[Exercise goal]: Where the line with "pub fn is_asc(self)" appears below, start writing out lines exactly, and finish with the line with "pub fn asc(field: impl", which is included; write out nothing else.

[Source records]:

//! Ordering types for sorting records.
//!
//! Provides [`Dir`] for sort direction, [`OrderBy`] for field-based ordering,
//! and [`compare_values`], the total order every sort uses.

use std::cmp::Ordering;

use serde_json::Value;

use crate::compare::compare_numbers;
use crate::value::{field, Record};

/// Sort direction.
#[derive(Debug, Clone, Copy, PartialEq, Eq, Hash, Default)]
pub enum Dir {
    /// Ascending order (smallest first).
    #[default]
    Asc,
    /// Descending order (largest first).
    Desc,
}

impl Dir {
    /// Parses a direction name, case-insensitively.
    ///
    /// Anything other than `"desc"` is ascending.
    pub fn parse(name: &str) -> Dir {
        if name.trim().eq_ignore_ascii_case("desc") {
            Dir::Desc
        } else {
            Dir::Asc
        }
    }

    /// Returns `true` if this is ascending order.
    pub fn is_asc(self) -> bool {
        matches!(self, Dir::Asc)
    }

    /// Returns `true` if this is descending order.
    pub fn is_desc(self) -> bool {
        matches!(self, Dir::Desc)
    }

    /// Applies this direction to an ordering.
    ///
    /// For `Asc`, returns the ordering unchanged.
    /// For `Desc`, reverses the ordering.
    pub fn apply(self, ordering: Ordering) -> Ordering {
        match self {
            Dir::Asc => ordering,
            Dir::Desc => ordering.reverse(),
        }
    }

    /// Returns the display name of this direction.
    pub fn as_str(self) -> &'static str {
        match self {
            Dir::Asc => "asc",
            Dir::Desc => "desc",
        }
    }
}

impl From<&str> for Dir {
    fn from(name: &str) -> Self {
        Dir::parse(name)
    }
}

impl std::fmt::Display for Dir {
    fn fmt(&self, f: &mut std::fmt::Formatter<'_>) -> std::fmt::Result {
        write!(f, "{}", self.as_str())
    }
}

/// A single ordering clause specifying a field and direction.
#[derive(Debug, Clone, PartialEq, Eq)]
pub struct OrderBy {
    /// The field to sort by.
    pub field: String,
    /// The sort direction.
    pub dir: Dir,
}

impl OrderBy {
    /// Creates a new ascending ordering for the given field.
    pub fn asc(field: impl Into<String>) -> Self {
        OrderBy::new(field, Dir::Asc)
    }

    /// Creates a new descending ordering for the given field.
    pub fn desc(field: impl Into<String>) -> Self {
        OrderBy::new(field, Dir::Desc)
    }

    /// Creates a new ordering with the given direction.
    pub fn new(field: impl Into<String>, dir: impl Into<Dir>) -> Self {
        OrderBy {
            field: field.into(),
            dir: dir.into(),
        }
    }

    /// Compares two records on this ordering's field.
    ///
    /// A missing field sorts as `null`.
    pub fn compare(&self, a: &Record, b: &Record) -> Ordering {
        let base = compare_values(field(a, &self.field), field(b, &self.field));
        self.dir.apply(base)
    }
}

/// Rank of each type in the sort order.
fn type_rank(value: &Value) -> u8 {
    match value {
        Value::Null => 0,
        Value::Bool(_) => 1,
        Value::Number(_) => 2,
        Value::String(_) => 3,
        Value::Array(_) => 4,
        Value::Object(_) => 5,
    }
}

/// Total order over values, used for sorting.
///
/// Types rank `null < bool < number < string < array < object`. Within a
/// type: `false < true`, numbers exactly (integers never round through
/// `f64`), strings by bytes, arrays element by element, objects by size and
/// then entry by entry.
///
/// Unlike [`loose_cmp`](crate::loose_cmp), this never coerces, so it is a
/// consistent total order that a sort can rely on.
pub fn compare_values(a: &Value, b: &Value) -> Ordering {
    match (a, b) {
        (Value::Bool(x), Value::Bool(y)) => x.cmp(y),
        (Value::Number(x), Value::Number(y)) => compare_numbers(x, y),
        (Value::String(x), Value::String(y)) => x.cmp(y),
        (Value::Array(xs), Value::Array(ys)) => xs
            .iter()
            .zip(ys)
            .map(|(x, y)| compare_values(x, y))
            .find(|o| o.is_ne())
            .unwrap_or_else(|| xs.len().cmp(&ys.len())),
        (Value::Object(xs), Value::Object(ys)) => xs.len().cmp(&ys.len()).then_with(|| {
            xs.iter()
                .zip(ys)
                .map(|((ka, va), (kb, vb))| ka.cmp(kb).then_with(|| compare_values(va, vb)))
                .find(|o| o.is_ne())
                .unwrap_or(Ordering::Equal)
        }),
        _ => type_rank(a).cmp(&type_rank(b)),
    }
}

/// Compares two records using a list of ordering clauses.
///
/// Uses the first clause as the primary sort key, the second to break ties, etc.
/// If all clauses compare equal, returns `Equal`.
pub fn compare_by_orderings(a: &Record, b: &Record, orderings: &[OrderBy]) -> Ordering {
    orderings
        .iter()
        .map(|order_by| order_by.compare(a, b))
        .find(|o| o.is_ne())
        .unwrap_or(Ordering::Equal)
}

[Solution to this exercise]:
    pub fn is_asc(self) -> bool {
        matches!(self, Dir::Asc)
    }

    /// Returns `true` if this is descending order.
    pub fn is_desc(self) -> bool {
        matches!(self, Dir::Desc)
    }

    /// Applies this direction to an ordering.
    ///
    /// For `Asc`, returns the ordering unchanged.
    /// For `Desc`, reverses the ordering.
    pub fn apply(self, ordering: Ordering) -> Ordering {
        match self {
            Dir::Asc => ordering,
            Dir::Desc => ordering.reverse(),
        }
    }

    /// Returns the display name of this direction.
    pub fn as_str(self) -> &'static str {
        match self {
            Dir::Asc => "asc",
            Dir::Desc => "desc",
        }
    }
}

impl From<&str> for Dir {
    fn from(name: &str) -> Self {
        Dir::parse(name)
    }
}

impl std::fmt::Display for Dir {
    fn fmt(&self, f: &mut std::fmt::Formatter<'_>) -> std::fmt::Result {
        write!(f, "{}", self.as_str())
    }
}

/// A single ordering clause specifying a field and direction.
#[derive(Debug, Clone, PartialEq, Eq)]
pub struct OrderBy {
    /// The field to sort by.
    pub field: String,
    /// The sort direction.
    pub dir: Dir,
}

impl OrderBy {
    /// Creates a new ascending ordering for the given field.
    pub fn asc(field: impl Into<String>) -> Self {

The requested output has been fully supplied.